Défait dès le premier tour dans une circonscription du Loiret, l’ex-ministre de l’Education nationale, Jean-Michel Blanquer, détesté par la Nupes pour ses positions intransigeantes sur la laïcité et ses propos contre les «islamogauchistes», n’appelle pas à faire barrage à l’extrême droite, non seulement à l'endroit où il a été battu, mais partout en France. «L'extrême gauche est un danger aussi important que l'extrême droite», dit-il:
Jean-Michel Blanquer: "L'extrême gauche est un danger aussi important que l'extrême droite" pic.twitter.com/ZW6UITABUx
— BFMTV (@BFMTV) June 12, 2022
Dans la 11e circonscription du Pas-de-Calais, la candidate Ensemble Alexandrine Pintus appelle à voter blanc au second tour et à rejeter les «extrêmes». Mettant dans le même sac, du moins là où elle a perdu, le RN et la Nupes:
Je n’abandonnerai jamais la #circo6211
— Alexandrine PINTUS 🇺🇦 (@APintus_) June 12, 2022
« dans la guerre comme dans la paix le dernier mot est à ceux qui ne se rendent jamais » GC #MajoritePresidentielle #Ensemble pic.twitter.com/qYVltC0WFd
La ministre de la Transition écologique, la macroniste Amélie de Montchalin, est toujours en lice pour le second tour des législatives, «en posture délicate dans sa circonscription de l’Essonne face au socialiste Jérôme Guedj» représentant la Nupes, observe le quotidien Le Monde, mais ses mots prononcés lundi sur CNews contre la coalition de gauche ont le tranchant servant d’habitude à disqualifier l’extrême-droite:
A l’inverse, et cela montre la cacophonie qui règne en macronie à propos des duels entre la Nupes et le RN, le ministre de la Transformation de la fonction publique, Stanislas Guerini, qui affrontera en ballottage défavorable un candidat Nupes, a tenu à clarifier les choses via Twitter. Son «Soyons très clairs» exprime assez bien le malaise sur la question au sein d’Ensemble:
Soyons très clairs : pas une voix pour le RN. Face à Marine Le Pen, j’appelle à voter Marine Tondelier au second tour des élections législatives.

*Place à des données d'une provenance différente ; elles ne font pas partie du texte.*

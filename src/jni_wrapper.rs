//! Safe wrapper around the JNI environment.
//!
//! Only the operations the tracer needs are wrapped: class and member lookup,
//! pending-exception handling, global references and static void calls.
//!
//! # Example
//!
//! ```rust,ignore
//! use jnativetracer::env::JniEnv;
//!
//! fn vm_init(jni: *mut jni::JNIEnv) {
//!     let env = unsafe { JniEnv::from_raw(jni) };
//!
//!     match env.find_class("java/lang/Thread") {
//!         Some(thread) => { /* ... */ }
//!         None if env.exception_check() => env.exception_describe(),
//!         None => {}
//!     }
//! }
//! ```

use crate::sys::jni;
use std::ffi::CString;

/// Safe wrapper around a JNI environment pointer.
///
/// # Thread Safety
///
/// A `JniEnv` is tied to a specific thread and cannot be sent across threads.
/// Each JVM thread has its own JNI environment.
pub struct JniEnv {
    env: *mut jni::JNIEnv,
}

impl JniEnv {
    /// Creates a JniEnv wrapper from a raw pointer.
    ///
    /// # Safety
    ///
    /// The caller must ensure the pointer is valid and comes from the current thread.
    pub unsafe fn from_raw(env: *mut jni::JNIEnv) -> Self {
        JniEnv { env }
    }

    // =========================================================================
    // Class Operations
    // =========================================================================

    /// Finds a class by its fully qualified name.
    ///
    /// The name should use '/' as package separator (e.g., "java/lang/String").
    /// On failure the VM leaves a `NoClassDefFoundError` pending.
    pub fn find_class(&self, name: &str) -> Option<jni::jclass> {
        let c_name = CString::new(name).ok()?;
        unsafe {
            let vtable = *self.env;
            let cls = ((*vtable).FindClass)(self.env, c_name.as_ptr());
            if cls.is_null() { None } else { Some(cls) }
        }
    }

    // =========================================================================
    // Exception Handling
    // =========================================================================

    /// Checks if an exception is pending.
    pub fn exception_check(&self) -> bool {
        unsafe {
            let vtable = *self.env;
            ((*vtable).ExceptionCheck)(self.env) != jni::JNI_FALSE
        }
    }

    /// Clears any pending exception.
    pub fn exception_clear(&self) {
        unsafe {
            let vtable = *self.env;
            ((*vtable).ExceptionClear)(self.env);
        }
    }

    /// Prints the pending exception and stack trace to stderr, then clears it.
    pub fn exception_describe(&self) {
        unsafe {
            let vtable = *self.env;
            ((*vtable).ExceptionDescribe)(self.env);
        }
    }

    // =========================================================================
    // Member IDs
    // =========================================================================

    /// Gets the method ID for a static method.
    pub fn get_static_method_id(&self, cls: jni::jclass, name: &str, sig: &str) -> Option<jni::jmethodID> {
        let c_name = CString::new(name).ok()?;
        let c_sig = CString::new(sig).ok()?;
        unsafe {
            let vtable = *self.env;
            let mid = ((*vtable).GetStaticMethodID)(self.env, cls, c_name.as_ptr(), c_sig.as_ptr());
            if mid.is_null() { None } else { Some(mid) }
        }
    }

    /// Gets the field ID for an instance field.
    pub fn get_field_id(&self, cls: jni::jclass, name: &str, sig: &str) -> Option<jni::jfieldID> {
        let c_name = CString::new(name).ok()?;
        let c_sig = CString::new(sig).ok()?;
        unsafe {
            let vtable = *self.env;
            let fid = ((*vtable).GetFieldID)(self.env, cls, c_name.as_ptr(), c_sig.as_ptr());
            if fid.is_null() { None } else { Some(fid) }
        }
    }

    /// Gets the field ID for a static field.
    pub fn get_static_field_id(&self, cls: jni::jclass, name: &str, sig: &str) -> Option<jni::jfieldID> {
        let c_name = CString::new(name).ok()?;
        let c_sig = CString::new(sig).ok()?;
        unsafe {
            let vtable = *self.env;
            let fid = ((*vtable).GetStaticFieldID)(self.env, cls, c_name.as_ptr(), c_sig.as_ptr());
            if fid.is_null() { None } else { Some(fid) }
        }
    }

    // =========================================================================
    // References
    // =========================================================================

    /// Creates a global reference that outlives the current native frame.
    pub fn new_global_ref(&self, obj: jni::jobject) -> Option<jni::jobject> {
        unsafe {
            let vtable = *self.env;
            let global = ((*vtable).NewGlobalRef)(self.env, obj);
            if global.is_null() { None } else { Some(global) }
        }
    }

    /// Deletes a global reference.
    pub fn delete_global_ref(&self, obj: jni::jobject) {
        if obj.is_null() {
            return;
        }
        unsafe {
            let vtable = *self.env;
            ((*vtable).DeleteGlobalRef)(self.env, obj);
        }
    }

    /// Deletes a local reference.
    pub fn delete_local_ref(&self, obj: jni::jobject) {
        if obj.is_null() {
            return;
        }
        unsafe {
            let vtable = *self.env;
            ((*vtable).DeleteLocalRef)(self.env, obj);
        }
    }

    // =========================================================================
    // Method Calls
    // =========================================================================

    /// Calls a void static method.
    pub fn call_static_void_method(&self, cls: jni::jclass, method_id: jni::jmethodID, args: &[jni::jvalue]) {
        unsafe {
            let vtable = *self.env;
            ((*vtable).CallStaticVoidMethodA)(self.env, cls, method_id, args.as_ptr());
        }
    }
}
// jnativetracer/src/jvmti_wrapper.rs
use crate::sys::jni;
use crate::sys::jvmti;
use std::borrow::Cow;
use std::ffi::CStr;
use std::os::raw::c_char;
use std::ptr;

/// A safe wrapper around the raw JVMTI Environment pointer.
///
/// Every call goes through the environment's function table. A slot the VM
/// left empty is reported as [`jvmti::jvmtiError::NOT_AVAILABLE`] instead of
/// panicking, since these calls run on application threads.
#[derive(Debug, Clone, Copy)]
pub struct Jvmti {
    env: *mut jvmti::jvmtiEnv,
}

impl Jvmti {
    /// Connects to the JVM and retrieves the JVMTI environment.
    pub fn new(vm: *mut jni::JavaVM) -> Result<Self, jni::jint> {
        if vm.is_null() {
            return Err(jni::JNI_ERR);
        }
        let mut env_ptr: *mut std::ffi::c_void = ptr::null_mut();

        unsafe {
            // vm: *mut JavaVM = *mut *const JNIInvokeInterface_
            let get_env_fn = (**vm).GetEnv;
            let res = get_env_fn(vm, &mut env_ptr, jvmti::JVMTI_VERSION_1_2);
            if res != jni::JNI_OK {
                return Err(res);
            }
        }

        if env_ptr.is_null() {
            return Err(jni::JNI_ERR);
        }
        Ok(Jvmti {
            env: env_ptr as *mut jvmti::jvmtiEnv,
        })
    }

    /// Create a Jvmti wrapper from a raw jvmtiEnv pointer
    ///
    /// # Safety
    /// The caller must ensure the pointer is valid for the duration of use.
    pub unsafe fn from_raw(env: *mut jvmti::jvmtiEnv) -> Self {
        Jvmti { env }
    }

    fn function<F>(
        &self,
        select: impl FnOnce(&jvmti::jvmtiInterface_1_) -> Option<F>,
    ) -> Result<F, jvmti::jvmtiError> {
        unsafe {
            let table = (*self.env).functions;
            if table.is_null() {
                return Err(jvmti::jvmtiError::INVALID_ENVIRONMENT);
            }
            select(&*table).ok_or(jvmti::jvmtiError::NOT_AVAILABLE)
        }
    }

    fn check(err: jvmti::jvmtiError) -> Result<(), jvmti::jvmtiError> {
        if err.is_ok() { Ok(()) } else { Err(err) }
    }

    pub fn add_capabilities(&self, new_caps: &jvmti::jvmtiCapabilities) -> Result<(), jvmti::jvmtiError> {
        let add_caps_fn = self.function(|f| f.AddCapabilities)?;
        Self::check(unsafe { add_caps_fn(self.env, new_caps) })
    }

    /// Builds a capability set with `configure` and requests it.
    pub fn add_capabilities_with(
        &self,
        configure: impl FnOnce(&mut jvmti::jvmtiCapabilities),
    ) -> Result<(), jvmti::jvmtiError> {
        let mut caps = jvmti::jvmtiCapabilities::default();
        configure(&mut caps);
        self.add_capabilities(&caps)
    }

    pub fn set_event_callbacks(&self, callbacks: jvmti::jvmtiEventCallbacks) -> Result<(), jvmti::jvmtiError> {
        let set_callbacks_fn = self.function(|f| f.SetEventCallbacks)?;
        let size = std::mem::size_of::<jvmti::jvmtiEventCallbacks>() as jni::jint;
        Self::check(unsafe { set_callbacks_fn(self.env, &callbacks, size) })
    }

    /// Enables or disables delivery of `event_type`. A null `thread` means all threads.
    pub fn set_event_notification_mode(
        &self,
        enable: bool,
        event_type: u32,
        thread: jni::jthread,
    ) -> Result<(), jvmti::jvmtiError> {
        let set_mode_fn = self.function(|f| f.SetEventNotificationMode)?;
        let mode = if enable { jvmti::JVMTI_ENABLE } else { jvmti::JVMTI_DISABLE };
        Self::check(unsafe { set_mode_fn(self.env, mode, event_type, thread) })
    }

    pub fn set_field_modification_watch(&self, klass: jni::jclass, field: jni::jfieldID) -> Result<(), jvmti::jvmtiError> {
        let set_fn = self.function(|f| f.SetFieldModificationWatch)?;
        Self::check(unsafe { set_fn(self.env, klass, field) })
    }

    pub fn deallocate(&self, mem: *mut u8) -> Result<(), jvmti::jvmtiError> {
        if mem.is_null() {
            return Ok(());
        }
        let deallocate_fn = self.function(|f| f.Deallocate)?;
        Self::check(unsafe { deallocate_fn(self.env, mem) })
    }

    pub fn is_method_native(&self, method: jni::jmethodID) -> Result<bool, jvmti::jvmtiError> {
        let is_native_fn = self.function(|f| f.IsMethodNative)?;
        let mut res: jni::jboolean = jni::JNI_FALSE;
        Self::check(unsafe { is_native_fn(self.env, method, &mut res) })?;
        Ok(res != jni::JNI_FALSE)
    }

    /// Looks up a method's name and signature.
    ///
    /// The strings stay in JVMTI-allocated memory owned by the returned
    /// [`MethodName`], which hands them back to the VM when dropped.
    pub fn get_method_name(&self, method: jni::jmethodID) -> Result<MethodName, jvmti::jvmtiError> {
        let get_method_name_fn = self.function(|f| f.GetMethodName)?;
        let mut names = MethodName {
            jvmti: *self,
            name: ptr::null_mut(),
            signature: ptr::null_mut(),
        };
        // The guard exists before the call so partial results are released too.
        let err = unsafe {
            get_method_name_fn(self.env, method, &mut names.name, &mut names.signature, ptr::null_mut())
        };
        Self::check(err)?;
        Ok(names)
    }

    pub fn get_error_name(&self, error: jvmti::jvmtiError) -> Result<String, jvmti::jvmtiError> {
        let get_fn = self.function(|f| f.GetErrorName)?;
        let mut name_ptr: *mut c_char = ptr::null_mut();
        Self::check(unsafe { get_fn(self.env, error, &mut name_ptr) })?;
        let name = unsafe { lossy(name_ptr) }.into_owned();
        self.deallocate(name_ptr as *mut u8)?;
        Ok(name)
    }

    /// Human-readable form of `error`, falling back to the numeric code.
    pub fn describe_error(&self, error: jvmti::jvmtiError) -> String {
        self.get_error_name(error)
            .unwrap_or_else(|_| format!("JVMTI error {}", error.0))
    }
}

/// Name and signature of a method, held in JVMTI-allocated buffers.
pub struct MethodName {
    jvmti: Jvmti,
    name: *mut c_char,
    signature: *mut c_char,
}

impl MethodName {
    /// Method name, e.g. `currentTimeMillis`.
    pub fn name(&self) -> Cow<'_, str> {
        unsafe { lossy(self.name) }
    }

    /// JNI signature, e.g. `()J`.
    pub fn signature(&self) -> Cow<'_, str> {
        unsafe { lossy(self.signature) }
    }
}

impl Drop for MethodName {
    fn drop(&mut self) {
        // Nothing useful can be done if the VM refuses the buffer back.
        let _ = self.jvmti.deallocate(self.name as *mut u8);
        let _ = self.jvmti.deallocate(self.signature as *mut u8);
    }
}

/// Reads a VM-provided C string, tolerating null and modified UTF-8.
unsafe fn lossy<'a>(ptr: *const c_char) -> Cow<'a, str> {
    if ptr.is_null() {
        Cow::Borrowed("")
    } else {
        CStr::from_ptr(ptr).to_string_lossy()
    }
}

— Stanislas Guerini (@StanGuerini) June 13, 2022
Présenté comme l’antithèse de son prédécesseur Jean-Michel Blanquer, le nouveau ministre de l’Education nationale, Pap Ndiaye, est sorti de sa réserve. Par tweet également:
Quelle que soit la configuration aucune voix ne doit aller au Rassemblement national. Le combat contre l’extrême droite n’est pas un principe à géométrie variable. #frontrépublicain
— Pap Ndiaye (@PapNdiaye) June 13, 2022
La division des macronistes sur cette figure républicaine imposée, qu'est le «barrage à l’extrême droite», rend compte d’une forme de panique avant un second tour dont l’enjeu pour Emmanuel Macron est l’obtention ou non de la majorité absolue. Autrement dit, la latitude d’action de son futur gouvernement. Mais ces désaccords témoignent peut-être aussi de déchirements, sinon de frondes à venir dans les rangs de la majorité présidentielle.
C'est en chef de guerre, ce costume endossé après l'invasion russe de l'Ukraine, qu'Emmanuel Macron, en partance mardi pour la Roumanie et la Moldavie, a appelé les Français au «sursaut républicain» à moins d'une semaine du deuxième tour des législatives. «Dans ces temps troublés, le choix que vous aurez à faire dimanche 19 juin est plus crucial que jamais», a-t-il déclaré.
Question dramatisation, Jean-Luc Mélenchon a trouvé son maître.